This is probably the best picture I have of a barn owl. Compared to many out there, it’s nothing special at all. The lighting’s flat and it’s a little too much over to the right. The one thing I do like, however, is the wing position. It’s not hovering or floating but heading straight for the camera. It was taken some years back on the Isle of Sheppey in Kent on a small patch of grassland that is a mini nature reserve. I attempted photography from the car through a gap in the hedge but clear views were few and far between and more often than not the bird would hunt the far side of the field.

barn owl photography on the isle of sheppey, kent, by robert canis

Barn owl

Although barn owls can be seen quite regularly throughout the North Kent Marshes, their movements are rather unpredictable, preferring large expanses of rough grassland and marsh as opposed to following the predictability of a reedbed. Indeed, many of the top barn owl images you see today have been taken in Norfolk where their population densities are greater than here in Kent. 

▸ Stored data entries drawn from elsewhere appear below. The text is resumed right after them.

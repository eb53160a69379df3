//! Relative timelock offsets and the withdrawal/cancellation windows they open.
//!
//! Offsets are seconds counted from an escrow's deployment. The source leg has
//! four stages, the destination leg three. Within a leg the stages are
//! non-decreasing:
//!
//! ```text
//!  deployed      withdrawal    public_withdrawal   cancellation   public_cancellation (src)
//!     |-- designated only --|-- designated only --|-- anyone ----|-- depositor --|-- anyone -->
//!     \________________ withdraw(secret) _________________________/\_____________ cancel() ___/
//! ```
//!
//! The packed form mirrors the on-chain layout: seven 32-bit offsets (stage
//! index 0..6) with the deployment timestamp in bits 224..256.

use crate::data_structures::Side;
use crate::errors::{Result, SwapError};
use ethers::types::U256;
use serde::{Deserialize, Serialize};

const STAGE_BITS: usize = 32;
const DEPLOYED_AT_OFFSET: usize = 224;

/// Seconds after deployment at which each stage begins.
#[derive(Clone, Copy, Debug, PartialEq, Eq, Serialize, Deserialize)]
pub struct TimeLockConfig {
    pub src_withdrawal: u64,
    pub src_public_withdrawal: u64,
    pub src_cancellation: u64,
    pub src_public_cancellation: u64,
    pub dst_withdrawal: u64,
    pub dst_public_withdrawal: u64,
    pub dst_cancellation: u64,
}

impl Default for TimeLockConfig {
    fn default() -> Self {
        TimeLockConfig {
            src_withdrawal: 10,
            src_public_withdrawal: 120,
            src_cancellation: 121,
            src_public_cancellation: 122,
            dst_withdrawal: 10,
            dst_public_withdrawal: 100,
            dst_cancellation: 101,
        }
    }
}

#[derive(Clone, Copy, Debug, PartialEq, Eq, Hash)]
pub enum Stage {
    SrcWithdrawal = 0,
    SrcPublicWithdrawal = 1,
    SrcCancellation = 2,
    SrcPublicCancellation = 3,
    DstWithdrawal = 4,
    DstPublicWithdrawal = 5,
    DstCancellation = 6,
}

impl Stage {
    pub const ALL: [Stage; 7] = [
        Stage::SrcWithdrawal,
        Stage::SrcPublicWithdrawal,
        Stage::SrcCancellation,
        Stage::SrcPublicCancellation,
        Stage::DstWithdrawal,
        Stage::DstPublicWithdrawal,
        Stage::DstCancellation,
    ];
}

/// Standing of a caller relative to an escrow.
#[derive(Clone, Copy, Debug, PartialEq, Eq, Hash)]
pub enum Standing {
    /// The counterparty the escrow releases its principal to.
    Designated,
    /// The party whose principal is locked.
    Depositor,
    /// Any other account.
    Anyone,
}

/// Absolute timestamps (seconds) of one leg's stages.
#[derive(Clone, Copy, Debug, PartialEq, Eq, Serialize, Deserialize)]
pub struct Deadlines {
    pub withdrawal: u64,
    pub public_withdrawal: u64,
    pub cancellation: u64,
    /// Only the source leg opens cancellation to everyone.
    pub public_cancellation: Option<u64>,
}

impl Deadlines {
    /// Withdrawal is open to the designated counterparty until cancellation,
    /// and to anyone holding the secret from `public_withdrawal` on.
    pub fn is_withdrawable_by(&self, actor: Standing, now: u64) -> bool {
        if now >= self.cancellation {
            return false;
        }
        if now >= self.public_withdrawal {
            return true;
        }
        actor == Standing::Designated
    }

    pub fn is_cancellable_by(&self, actor: Standing, now: u64) -> bool {
        if now < self.cancellation {
            return false;
        }
        match self.public_cancellation {
            Some(public) if now >= public => true,
            _ => actor == Standing::Depositor,
        }
    }
}

#[derive(Clone, Copy, Debug, PartialEq, Eq, Serialize, Deserialize)]
pub struct TimeLocks {
    offsets: TimeLockConfig,
    deployed_at: Option<u64>,
}

impl TimeLocks {
    pub fn new(config: TimeLockConfig) -> Result<Self> {
        Self::validate(&config)?;
        Ok(TimeLocks { offsets: config, deployed_at: None })
    }

    fn validate(c: &TimeLockConfig) -> Result<()> {
        let src = [
            ("src_withdrawal", c.src_withdrawal),
            ("src_public_withdrawal", c.src_public_withdrawal),
            ("src_cancellation", c.src_cancellation),
            ("src_public_cancellation", c.src_public_cancellation),
        ];
        let dst = [
            ("dst_withdrawal", c.dst_withdrawal),
            ("dst_public_withdrawal", c.dst_public_withdrawal),
            ("dst_cancellation", c.dst_cancellation),
        ];
        for side in [&src[..], &dst[..]] {
            for pair in side.windows(2) {
                let (prev_name, prev) = pair[0];
                let (next_name, next) = pair[1];
                if next < prev {
                    return Err(SwapError::InvalidOrdering(format!(
                        "{} ({}) precedes {} ({})",
                        next_name, next, prev_name, prev
                    )));
                }
            }
        }
        for (name, offset) in src.iter().chain(dst.iter()) {
            if *offset > u64::from(u32::MAX) {
                return Err(SwapError::InvalidOrdering(format!("{} ({}) exceeds 32 bits", name, offset)));
            }
        }
        // A resolver must be able to reclaim the destination leg before the
        // maker can reclaim the source leg.
        if c.dst_cancellation > c.src_cancellation {
            return Err(SwapError::InvalidOrdering(format!(
                "dst_cancellation ({}) is after src_cancellation ({})",
                c.dst_cancellation, c.src_cancellation
            )));
        }
        Ok(())
    }

    pub fn offsets(&self) -> &TimeLockConfig {
        &self.offsets
    }

    pub fn offset(&self, stage: Stage) -> u64 {
        let c = &self.offsets;
        match stage {
            Stage::SrcWithdrawal => c.src_withdrawal,
            Stage::SrcPublicWithdrawal => c.src_public_withdrawal,
            Stage::SrcCancellation => c.src_cancellation,
            Stage::SrcPublicCancellation => c.src_public_cancellation,
            Stage::DstWithdrawal => c.dst_withdrawal,
            Stage::DstPublicWithdrawal => c.dst_public_withdrawal,
            Stage::DstCancellation => c.dst_cancellation,
        }
    }

    pub fn deployed_at(&self) -> Option<u64> {
        self.deployed_at
    }

    /// Anchors the offsets at a confirmed deployment timestamp.
    pub fn with_deployed_at(mut self, timestamp: u64) -> Self {
        self.deployed_at = Some(timestamp);
        self
    }

    pub fn to_source_deadlines(&self, deployment_timestamp: u64) -> Deadlines {
        let c = &self.offsets;
        Deadlines {
            withdrawal: deployment_timestamp.saturating_add(c.src_withdrawal),
            public_withdrawal: deployment_timestamp.saturating_add(c.src_public_withdrawal),
            cancellation: deployment_timestamp.saturating_add(c.src_cancellation),
            public_cancellation: Some(deployment_timestamp.saturating_add(c.src_public_cancellation)),
        }
    }

    pub fn to_destination_deadlines(&self, deployment_timestamp: u64) -> Deadlines {
        let c = &self.offsets;
        Deadlines {
            withdrawal: deployment_timestamp.saturating_add(c.dst_withdrawal),
            public_withdrawal: deployment_timestamp.saturating_add(c.dst_public_withdrawal),
            cancellation: deployment_timestamp.saturating_add(c.dst_cancellation),
            public_cancellation: None,
        }
    }

    /// Deadlines of `side`, available once the deployment timestamp is known.
    pub fn deadlines(&self, side: Side) -> Result<Deadlines> {
        let deployed_at = self.deployed_at.ok_or_else(|| {
            SwapError::CausalOrderingViolation(format!("{} deadlines requested before deployment", side))
        })?;
        Ok(match side {
            Side::Source => self.to_source_deadlines(deployed_at),
            Side::Destination => self.to_destination_deadlines(deployed_at),
        })
    }

    pub fn is_withdrawable_by(&self, actor: Standing, now: u64, side: Side) -> Result<bool> {
        Ok(self.deadlines(side)?.is_withdrawable_by(actor, now))
    }

    pub fn is_cancellable_by(&self, actor: Standing, now: u64, side: Side) -> Result<bool> {
        Ok(self.deadlines(side)?.is_cancellable_by(actor, now))
    }

    /// The seven stage offsets packed without the deployment timestamp, as
    /// committed to by a signed order.
    pub fn encode_offsets(&self) -> U256 {
        let mut packed = U256::zero();
        for stage in Stage::ALL {
            packed = packed | (U256::from(self.offset(stage)) << (stage as usize * STAGE_BITS));
        }
        packed
    }

    pub fn encode(&self) -> Result<U256> {
        let mut packed = self.encode_offsets();
        if let Some(deployed_at) = self.deployed_at {
            if deployed_at > u64::from(u32::MAX) {
                return Err(SwapError::InvalidOrdering(format!(
                    "deployment timestamp {} exceeds 32 bits",
                    deployed_at
                )));
            }
            packed = packed | (U256::from(deployed_at) << DEPLOYED_AT_OFFSET);
        }
        Ok(packed)
    }

    pub fn decode(packed: U256) -> Result<Self> {
        let mask = U256::from(u32::MAX);
        let word = |shift: usize| ((packed >> shift) & mask).as_u64();
        let config = TimeLockConfig {
            src_withdrawal: word(0),
            src_public_withdrawal: word(STAGE_BITS),
            src_cancellation: word(2 * STAGE_BITS),
            src_public_cancellation: word(3 * STAGE_BITS),
            dst_withdrawal: word(4 * STAGE_BITS),
            dst_public_withdrawal: word(5 * STAGE_BITS),
            dst_cancellation: word(6 * STAGE_BITS),
        };
        let timelocks = TimeLocks::new(config)?;
        Ok(match word(DEPLOYED_AT_OFFSET) {
            0 => timelocks,
            deployed_at => timelocks.with_deployed_at(deployed_at),
        })
    }
}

Over the last week I have secured permission from the land owner to place a couple of permanent hides on the site so, with Christmas and New Year out of the way, normality can resume and I can start work on attempting to get some half decent images of this beautiful bird. I’m not sure I can produce anything better or significantly different than what has already been done but I’ll certainly have fun trying! Over the last few months I have seen short-eared owls regulalrly use this site as well as marsh harriers and hen harriers so I look forward to spending many cold mornings and afternoons in my hides.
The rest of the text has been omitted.